The Sparks lost their fourth straight game Sunday, falling 84-74 to the Seattle Storm at the Los Angeles Convention Center.

Brittney Sykes had 19 points, 10 rebounds and a season-high five assists, but the Sparks (6-11) were overpowered by 21 points from former MVP Breanna Stewart and 20 points and nine rebounds from center Ezi Magbegor.

The Sparks went winless in their three-game homestand and now travel to Seattle for a rematch Wednesday before returning home to play the Minnesota Lynx next Sunday in the final game before the month-long Olympic break. For an injury-riddled Sparks team, the break can’t come soon enough.

The Storm (14-4) had 11 assists in the first half, outnumbering the Sparks’ total made field goals of 10. Free throws — seven-of-seven in the first half — were the only saving grace for the Sparks in the first quarter.jewwe

With knee injuries still hampering Nneka and Chiney Ogwumike, and Kristi Toliver missing her fourth game with an eye injury, point guard Erica Wheeler is forced to shoulder the scoring load for the Sparks.

The 2019 All-Star MVP struggled early, making just one-of-six shots from the field in the first half. After missing an open three-pointer in the second quarter, Wheeler stomped her foot in frustration, yelling “You gotta make that E!”

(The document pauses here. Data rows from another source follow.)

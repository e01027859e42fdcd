//! Workbench application state.
//!
//! A single explicit state struct plus pure derivation functions, mutated
//! only through the transition methods below. Collaborator responses are
//! applied wholesale; derived values (grouped view, mapping payload) are
//! recomputed on every read rather than stored.

use thiserror::Error;

use crate::graph::{self, GraphModel};
use crate::grouping::{self, PropertyGroup};
use crate::mapping;
use crate::model::{
    DataParseResponse, DataProperty, IriRef, MappingEntry, MatchMode, MatchRecord, MatchRequest,
    MatchResponse, ObjectProperty, OutputArtifact, Table, TboxParseResponse,
};

/// Precondition failures for user actions. None of these mutate state; all
/// are recoverable by completing the missing step and retrying.
#[derive(Debug, Error, PartialEq, Eq)]
pub enum WorkspaceError {
    #[error("another request is still in flight")]
    Busy,

    #[error("no ontology has been parsed yet")]
    NoOntology,

    #[error("no data tables have been parsed yet")]
    NoTables,

    #[error("no complete mapping entries selected yet")]
    EmptyMapping,
}

/// The whole workbench state.
#[derive(Debug, Default)]
pub struct Workspace {
    properties: Vec<DataProperty>,
    classes: Vec<IriRef>,
    object_properties: Vec<ObjectProperty>,
    ttl: String,
    leaf_only: bool,
    tables: Vec<Table>,
    file_count: usize,
    table_count: usize,
    matches: Vec<MatchRecord>,
    output: OutputArtifact,
    busy: bool,
}

impl Workspace {
    pub fn new() -> Self {
        Self::default()
    }

    // --- busy gate -------------------------------------------------------

    /// Claim the single action slot. While an asynchronous collaborator call
    /// is outstanding, a second submission of any kind is rejected.
    pub fn begin_action(&mut self) -> Result<(), WorkspaceError> {
        if self.busy {
            return Err(WorkspaceError::Busy);
        }
        self.busy = true;
        Ok(())
    }

    /// Release the action slot. Safe to call when not busy.
    pub fn finish_action(&mut self) {
        self.busy = false;
    }

    pub fn is_busy(&self) -> bool {
        self.busy
    }

    // --- collaborator responses ------------------------------------------

    /// Replace the ontology state wholesale and rebuild the match records
    /// with empty selections.
    pub fn apply_tbox_response(&mut self, response: TboxParseResponse) {
        self.properties = response.properties;
        self.classes = response.classes;
        self.object_properties = response.object_properties;
        self.ttl = response.ttl;
        self.rebuild_matches();
    }

    /// Replace the parsed tables and clear every match selection: the field
    /// candidate space just changed under them.
    pub fn apply_data_response(&mut self, response: DataParseResponse) {
        self.table_count = if response.table_count > 0 {
            response.table_count
        } else {
            response.tables.len()
        };
        self.tables = response.tables;
        self.file_count = response.file_count;
        for record in &mut self.matches {
            record.table_name.clear();
            record.field.clear();
            record.score = None;
        }
    }

    /// Replace the match records with a fresh match-run result.
    pub fn apply_match_response(&mut self, response: MatchResponse) {
        self.matches = response.matches;
    }

    pub fn set_output(&mut self, output: OutputArtifact) {
        self.output = output;
    }

    // --- filter and selections -------------------------------------------

    /// Toggle the leaf-only property filter. Rebuilds the match records with
    /// empty selections whenever the filtered view changes; in-progress
    /// selections are not carried over, matching the original workbench.
    pub fn set_leaf_only(&mut self, leaf_only: bool) {
        if self.leaf_only == leaf_only {
            return;
        }
        self.leaf_only = leaf_only;
        self.rebuild_matches();
    }

    pub fn leaf_only(&self) -> bool {
        self.leaf_only
    }

    /// Select a table for a property. Clears any previously selected field:
    /// changing the table invalidates the field choice space.
    pub fn select_table(&mut self, property_iri: &str, table_name: &str) {
        if let Some(record) = self
            .matches
            .iter_mut()
            .find(|m| m.property_iri == property_iri)
        {
            record.table_name = table_name.to_string();
            record.field.clear();
        }
    }

    /// Select a field for a property. Leaves the table selection untouched.
    pub fn select_field(&mut self, property_iri: &str, field: &str) {
        if let Some(record) = self
            .matches
            .iter_mut()
            .find(|m| m.property_iri == property_iri)
        {
            record.field = field.to_string();
        }
    }

    fn rebuild_matches(&mut self) {
        self.matches = self
            .filtered_properties()
            .iter()
            .map(MatchRecord::empty_for)
            .collect();
    }

    // --- derived views ----------------------------------------------------

    /// The property list under the current leaf-only filter.
    pub fn filtered_properties(&self) -> Vec<DataProperty> {
        self.properties
            .iter()
            .filter(|p| !self.leaf_only || p.is_leaf)
            .cloned()
            .collect()
    }

    pub fn leaf_count(&self) -> usize {
        self.properties.iter().filter(|p| p.is_leaf).count()
    }

    pub fn property_count(&self) -> usize {
        self.properties.len()
    }

    /// Number of distinct field names across all tables.
    pub fn field_count(&self) -> usize {
        let mut fields: Vec<&str> = self
            .tables
            .iter()
            .flat_map(|t| t.fields.iter().map(String::as_str))
            .collect();
        fields.sort_unstable();
        fields.dedup();
        fields.len()
    }

    /// Derive the class graph from the current ontology state.
    pub fn build_graph(&self) -> GraphModel {
        graph::build(&self.classes, &self.object_properties)
    }

    /// The grouped match view: filtered properties partitioned by class and
    /// merged with match state.
    pub fn grouped_matches(&self) -> Vec<PropertyGroup> {
        grouping::group(&self.filtered_properties(), &self.matches)
    }

    /// The mapping payload: complete match records only, recomputed on every
    /// read.
    pub fn mapping_payload(&self) -> Vec<MappingEntry> {
        mapping::project(&self.matches)
    }

    pub fn matches(&self) -> &[MatchRecord] {
        &self.matches
    }

    pub fn tables(&self) -> &[Table] {
        &self.tables
    }

    pub fn file_count(&self) -> usize {
        self.file_count
    }

    pub fn table_count(&self) -> usize {
        self.table_count
    }

    pub fn ttl(&self) -> &str {
        &self.ttl
    }

    pub fn output(&self) -> &OutputArtifact {
        &self.output
    }

    // --- action preconditions --------------------------------------------

    /// Assemble a match request, or fail if the upstream parses are missing.
    pub fn match_request(
        &self,
        mode: MatchMode,
        threshold: f64,
    ) -> Result<MatchRequest, WorkspaceError> {
        let properties = self.filtered_properties();
        if properties.is_empty() {
            return Err(WorkspaceError::NoOntology);
        }
        if self.tables.is_empty() {
            return Err(WorkspaceError::NoTables);
        }
        Ok(MatchRequest {
            properties,
            tables: self.tables.clone(),
            mode,
            threshold,
        })
    }

    /// Tables plus mapping payload for ABox generation.
    pub fn abox_payload(&self) -> Result<(Vec<Table>, Vec<MappingEntry>), WorkspaceError> {
        let mapping = self.mapping_payload();
        if mapping.is_empty() {
            return Err(WorkspaceError::EmptyMapping);
        }
        if self.tables.is_empty() {
            return Err(WorkspaceError::NoTables);
        }
        Ok((self.tables.clone(), mapping))
    }

    /// Mapping payload for R2RML generation.
    pub fn r2rml_payload(&self) -> Result<Vec<MappingEntry>, WorkspaceError> {
        let mapping = self.mapping_payload();
        if mapping.is_empty() {
            return Err(WorkspaceError::EmptyMapping);
        }
        Ok(mapping)
    }

    /// Back to the initial state.
    pub fn reset(&mut self) {
        *self = Self::default();
    }
}
//! Tabular data parsing.
//!
//! Turns uploaded CSV files into [`Table`] records: header row as the field
//! list, every record as a row keyed by field name, and the first few rows
//! kept aside as samples for match scoring and the preview pane.

use std::path::Path;

use thiserror::Error;

use crate::model::{DataParseResponse, Row, Table};

/// Rows kept as the sample set.
const SAMPLE_ROWS: usize = 5;

#[derive(Error, Debug)]
pub enum TabularError {
    #[error("no data files provided")]
    NoFiles,

    #[error("unsupported file type: {0}")]
    Unsupported(String),

    #[error("failed to parse {file}: {source}")]
    Csv {
        file: String,
        #[source]
        source: csv::Error,
    },
}

/// Parse a batch of uploaded `(filename, bytes)` pairs into tables.
pub fn parse_tabular_files(files: &[(String, Vec<u8>)]) -> Result<DataParseResponse, TabularError> {
    if files.is_empty() {
        return Err(TabularError::NoFiles);
    }

    let mut tables = Vec::with_capacity(files.len());
    for (filename, content) in files {
        if !filename.to_lowercase().ends_with(".csv") {
            return Err(TabularError::Unsupported(filename.clone()));
        }
        tables.push(parse_csv(filename, content)?);
    }

    Ok(DataParseResponse {
        file_count: files.len(),
        table_count: tables.len(),
        tables,
    })
}

fn parse_csv(filename: &str, content: &[u8]) -> Result<Table, TabularError> {
    let to_error = |source: csv::Error| TabularError::Csv {
        file: filename.to_string(),
        source,
    };

    let mut reader = csv::ReaderBuilder::new()
        .flexible(true)
        .from_reader(content);

    let fields: Vec<String> = reader
        .headers()
        .map_err(to_error)?
        .iter()
        .map(str::to_string)
        .collect();

    let mut rows: Vec<Row> = Vec::new();
    for record in reader.records() {
        let record = record.map_err(to_error)?;
        let mut row = Row::new();
        for (index, field) in fields.iter().enumerate() {
            let value = match record.get(index) {
                // Blank cells come back as null, like the original's NaN
                // normalization.
                Some("") | None => serde_json::Value::Null,
                Some(cell) => serde_json::Value::String(cell.to_string()),
            };
            row.insert(field.clone(), value);
        }
        rows.push(row);
    }

    Ok(Table {
        name: table_name_from_file(filename),
        fields,
        sample_rows: rows.iter().take(SAMPLE_ROWS).cloned().collect(),
        rows,
    })
}

/// Table name: the file stem, or the full name when there is no stem.
fn table_name_from_file(filename: &str) -> String {
    let path = Path::new(filename);
    path.file_stem()
        .or_else(|| path.file_name())
        .map(|s| s.to_string_lossy().into_owned())
        .unwrap_or_else(|| filename.to_string())
}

Wheeler finished with 19 points, helping the offense kick into gear during the third quarter. The Sparks made 10-of-16 shots from the field in the period and took an eight-point lead after a 12-0 run. But the Storm kept L.A. scoreless from the field for the final two minutes to get within two going into the fourth.

The reigning champions had little trouble finishing it off from there.

Magbegor scored eight points in the fourth quarter in a potent one-two punch with Stewart against the undersized Sparks.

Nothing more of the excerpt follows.